TASK REQUIREMENTS:
Please copy out each line of the entries in which "Some" appears.

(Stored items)

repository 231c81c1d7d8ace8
//! Domain building blocks for the video catalog.
//!
//! This crate has no database or HTTP dependencies so the same rules apply
//! wherever a video record is created or exposed.

pub mod error;
pub mod hashing;
pub mod slug;
pub mod types;
pub mod video;
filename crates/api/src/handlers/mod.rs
pub mod admin;
pub mod public;
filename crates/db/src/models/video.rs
//! Video entity model and its projections.

use serde::{Deserialize, Serialize};
use sqlx::FromRow;
use vidcat_core::types::{DbId, Timestamp};
use vidcat_core::video::playback_url;

/// A row from the `videos` table. This is the admin view of a video.
#[derive(Debug, Clone, PartialEq, Eq, FromRow, Serialize, Deserialize)]
pub struct Video {
    pub id: DbId,
    pub title: String,
    pub description: String,
    pub video_slug: String,
    pub is_published: bool,
    pub created_at: Timestamp,
}

/// Insert payload. The slug is generated by the store, never by callers.
#[derive(Debug, Clone)]
pub struct CreateVideo {
    pub title: String,
    pub description: String,
    pub video_slug: String,
}

/// Public projection of a published video.
///
/// `is_published` is omitted since only published rows are ever projected.
#[derive(Debug, Clone, Serialize)]
pub struct PublicVideo {
    pub id: DbId,
    pub title: String,
    pub description: String,
    pub video_slug: String,
    pub created_at: Timestamp,
    /// Playback reference at the external hosting provider.
    pub video_url: String,
}

impl PublicVideo {
    pub fn from_video(video: Video, hosting_base_url: &str) -> Self {
        let video_url = playback_url(hosting_base_url, &video.video_slug);
        Self {
            id: video.id,
            title: video.title,
            description: video.description,
            video_slug: video.video_slug,
            created_at: video.created_at,
            video_url,
        }
    }
}
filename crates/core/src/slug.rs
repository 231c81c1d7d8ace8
//! Video slug generation.
//!
//! A slug is the public identifier of a video and doubles as its reference
//! at the external hosting provider. It is never user-supplied.

use rand::Rng;

/// Number of random bytes in a slug.
pub const SLUG_BYTES: usize = 16;

/// Length of the rendered slug (two hex characters per byte).
pub const SLUG_LENGTH: usize = SLUG_BYTES * 2;

/// Generate a new slug from the thread-local CSPRNG.
///
/// Uniqueness is not checked here; the `videos.video_slug` UNIQUE constraint
/// is the backstop.
pub fn generate_video_slug() -> String {
    let mut bytes = [0u8; SLUG_BYTES];
    rand::rng().fill(&mut bytes);
    hex::encode(bytes)
}

/// Whether `slug` has the shape of a generated slug.
pub fn is_well_formed(slug: &str) -> bool {
    slug.len() == SLUG_LENGTH
        && slug
            .chars()
            .all(|c| c.is_ascii_digit() || ('a'..='f').contains(&c))
}

mod hex {
    /// Encode bytes as a lowercase hex string.
    pub fn encode(bytes: impl AsRef<[u8]>) -> String {
        bytes.as_ref().iter().map(|b| format!("{b:02x}")).collect()
    }
}
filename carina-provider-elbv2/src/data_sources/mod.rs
//! Data sources: read-only lookups of existing objects
//!
//! A lookup must match exactly one object; its attributes are returned as the
//! data source's state.

pub mod hosted_zone_id;
pub mod listener;
pub mod load_balancer;
pub mod target_group;
pub mod trust_store;

use carina_core::provider::{ProviderError, ProviderResult};
use carina_core::resource::ResourceId;

use crate::api::{ApiError, Lookup};
use crate::model::Tags;
use crate::utils::{Attrs, get_str, get_string_map};

/// Describe lookup for the `arn` / `name` arguments; everything when neither is set
pub(crate) fn arn_or_name(attrs: &Attrs) -> Lookup {
    match (get_str(attrs, "arn"), get_str(attrs, "name")) {
        (Some(arn), _) => Lookup::arn(arn),
        (None, Some(name)) => Lookup::name(name),
        (None, None) => Lookup::All,
    }
}

/// Whether `tags` carries every tag the lookup asks for
pub(crate) fn has_tags(attrs: &Attrs, tags: &Tags) -> bool {
    get_string_map(attrs, "tags")
        .iter()
        .all(|(k, v)| tags.get(k) == Some(v))
}

/// Describe results, with "not found" meaning no match
pub(crate) fn found<T>(result: Result<Vec<T>, ApiError>, id: &ResourceId, what: &str) -> ProviderResult<Vec<T>> {
    match result {
        Ok(items) => Ok(items),
        Err(e) if e.is_not_found() => Ok(Vec::new()),
        Err(e) => Err(crate::utils::api_error(id, format!("looking up {}", what))(e)),
    }
}

/// The single match of a lookup
pub(crate) fn single<T>(mut matches: Vec<T>, id: &ResourceId, what: &str) -> ProviderResult<T> {
    match matches.len() {
        1 => Ok(matches.remove(0)),
        0 => Err(ProviderError::new(format!("no {} matches the given arguments", what))
            .for_resource(id.clone())),
        n => Err(ProviderError::new(format!(
            "{} {}s match the given arguments; narrow the lookup",
            n, what
        ))
        .for_resource(id.clone())),
    }
}
//! Backend implementations for state storage

mod local;

pub use local::LocalBackend;

use crate::backend::{BackendConfig, BackendError, BackendResult, StateBackend};

/// Create a backend from configuration
pub async fn create_backend(config: &BackendConfig) -> BackendResult<Box<dyn StateBackend>> {
    match config.backend_type.as_str() {
        "local" => Ok(Box::new(LocalBackend::from_config(config)?)),
        other => Err(BackendError::unsupported_backend(other)),
    }
}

RESPONSE TO THIS EXERCISE:
        (Some(arn), _) => Lookup::arn(arn),
        (None, Some(name)) => Lookup::name(name),
        .all(|(k, v)| tags.get(k) == Some(v))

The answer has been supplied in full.